ALWAYS keep plenty of dog chow on hand when you have a large hound in residence. Winter weather can make a late night trip to the store an annoyance.
ALWAYS keep a clear path through your garage, to avoid stumbles and falls while wearing clunky winter boots. Large bags of dog chow should be stored in a convenient location, out of the main walk way.
NEVER place a bag of dog chow in an area of your garage that is susceptible to wetness, from snow melt dripping off of your vehicles. Dog chow should remain in a dry bag to remain fresh and tasty for your large hound.
ALWAYS check the bottom of a large bag of dog chow for integrity before hoisting it up on your shoulder to re-fill the dog food tub. An ounce of prevention… is worth 50 fucking pounds of “Oh, SHIT!” as you lift it and the bottom falls out and a bazzilion nuggets of compressed head-cheese scrapings from dead farm animals scatters across the floor of your garage, while your hungry dog wags his tail in annoying anticipation…
On the bright side? There is no “5 second rule” for dog food. He’ll eat it. This is an animal that licks his own asshole on a routine basis. A little dirt and garage-lint will simply add fiber…
duly noted, sugar! xoxoox
great visuals, DF. 🙂
Doesn’t take long for vacation to wear off, does it?
You forgot the most important nugget of winter wisdom: Move south of the Mason/Dixon line.
If I have to sit through one more blizzard I’m going to drink fingernail polish remover.
Does this mean I’ve got to buy a dog now so I can take full advantage of your wisdom?
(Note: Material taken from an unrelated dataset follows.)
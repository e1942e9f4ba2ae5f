//! HTTP middleware components.

pub mod api_token;

pub use api_token::require_api_token;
“This is an animal that licks his own asshole on a routine basis.”
Pure gold.
50 fucking pounds of oh shit is a LOT of shit
Oopsy, yuk!
thank you for this important lesson… off to move the bird food.
@Stephanie – bird food will at least grow if spilled – and possibly into wondrous plants which may need hiding from outside view. Dog food just goes soggy!
@DF, 50 pounds id a good lift. Do you just do it once a day or is it a part of a routine 😉
Sound advice.
savannah – perhaps the purpose of my life is to serve as a warning to others. this is my civic duty…
beth – you knew exactly what that happy, excited dog looked like, didn’t you?
chris – hard to calculate the half-life of a relaxing road trip, but this was about 2 hours…
unbearable banishment – how’s that Cutex taste? aren’t you getting nailed again?
DP – applies to Llama-chow as well…
jimmy bastard – yes. he often digs deep to mine that gold. i must love him a lot…
nursemyra – a dust pan and plastic trash can made it fairly quick work. but i swore a lot. even for me…
syncopated eyeball – at least it dumped out in an area that was dry. wet dog chow? major yuk…
stephanie – bird food is inherently more dangerous… as archie says below…. be careful out there!
archie – the chow-maneuver happens about once a month. my regular routine doesn’t smell quite so grainy…
ellie – and the sad thing is that i’ll probably do it again…
I like to think I’m 180lbs of Oh Shit! but I don’t think I’m there yet.
petey has been licking his asshole every five minutes, which is annoying, but i am glad his 20 kilo bag of dog food is intact.
gotta run, he is licking again on the couch, which is an absolute no-no.
there’s no five second rule in a restaurant either….dont ask….heh
renalfailure – i have no doubt you are every bit of that! you are a damn fine sexy bloggerman!
dave – oh, the wetspots. my dog managed to do some licking all over my comforter, shortly before i had company. needless to say, explaining the 10″ wetspot took a few extra minutes…
manuel – so very glad to have this confirmed. takes away the mystery!
Experience is a great teacher, eh?
rob – the only effective one for numbskulls like me!